THE INPUT
↓↓↓
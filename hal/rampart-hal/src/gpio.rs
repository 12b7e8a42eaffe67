//! GPIO pin abstractions
//!
//! The driver only needs digital outputs: one chip-select line per TMC5130.

/// Digital output pin
///
/// Implementations should handle the actual hardware register manipulation
/// for the specific chip.
pub trait OutputPin {
    /// Set the pin high (logic 1)
    fn set_high(&mut self);

    /// Set the pin low (logic 0)
    fn set_low(&mut self);

    /// Set the pin to a specific state
    fn set_state(&mut self, high: bool) {
        if high {
            self.set_high();
        } else {
            self.set_low();
        }
    }

    /// Check if the pin is currently set high
    fn is_set_high(&self) -> bool;

    /// Check if the pin is currently set low
    fn is_set_low(&self) -> bool {
        !self.is_set_high()
    }
}

impl<P: OutputPin + ?Sized> OutputPin for &mut P {
    fn set_high(&mut self) {
        (**self).set_high();
    }

    fn set_low(&mut self) {
        (**self).set_low();
    }

    fn is_set_high(&self) -> bool {
        (**self).is_set_high()
    }
}

/// Electrical level that selects the peripheral
///
/// The TMC5130 CSN input is active-low; the other polarity exists for boards
/// that route chip-select through an inverting level shifter.
#[derive(Debug, Clone, Copy, PartialEq, Eq, Default)]
#[cfg_attr(feature = "defmt", derive(defmt::Format))]
pub enum ChipSelectPolarity {
    /// Pulling the line low selects the chip
    #[default]
    ActiveLow,
    /// Driving the line high selects the chip
    ActiveHigh,
}

impl ChipSelectPolarity {
    /// Drive `pin` to the selecting level
    pub fn assert<P: OutputPin + ?Sized>(self, pin: &mut P) {
        pin.set_state(self == ChipSelectPolarity::ActiveHigh);
    }

    /// Drive `pin` to the idle level
    pub fn release<P: OutputPin + ?Sized>(self, pin: &mut P) {
        pin.set_state(self == ChipSelectPolarity::ActiveLow);
    }

    /// Whether `pin` currently selects the chip
    pub fn is_asserted<P: OutputPin + ?Sized>(self, pin: &P) -> bool {
        pin.is_set_high() == (self == ChipSelectPolarity::ActiveHigh)
    }
}

#[cfg(test)]
mod tests {
    use super::*;

    struct Pin(bool);

    impl OutputPin for Pin {
        fn set_high(&mut self) {
            self.0 = true;
        }

        fn set_low(&mut self) {
            self.0 = false;
        }

        fn is_set_high(&self) -> bool {
            self.0
        }
    }

    #[test]
    fn test_active_low_select() {
        let mut pin = Pin(true);
        let cs = ChipSelectPolarity::ActiveLow;

        cs.assert(&mut pin);
        assert!(pin.is_set_low());
        assert!(cs.is_asserted(&pin));

        cs.release(&mut pin);
        assert!(pin.is_set_high());
        assert!(!cs.is_asserted(&pin));
    }

    #[test]
    fn test_active_high_select() {
        let mut pin = Pin(false);
        let cs = ChipSelectPolarity::ActiveHigh;

        cs.assert(&mut pin);
        assert!(pin.is_set_high());
        assert!(cs.is_asserted(&pin));

        cs.release(&mut pin);
        assert!(pin.is_set_low());
    }
}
↑↑↑
WORK ORDER
Collect the lines of the data that carry the word "currently".

RESPONSE BELOW
    /// Check if the pin is currently set high
    /// Check if the pin is currently set low
    /// Whether `pin` currently selects the chip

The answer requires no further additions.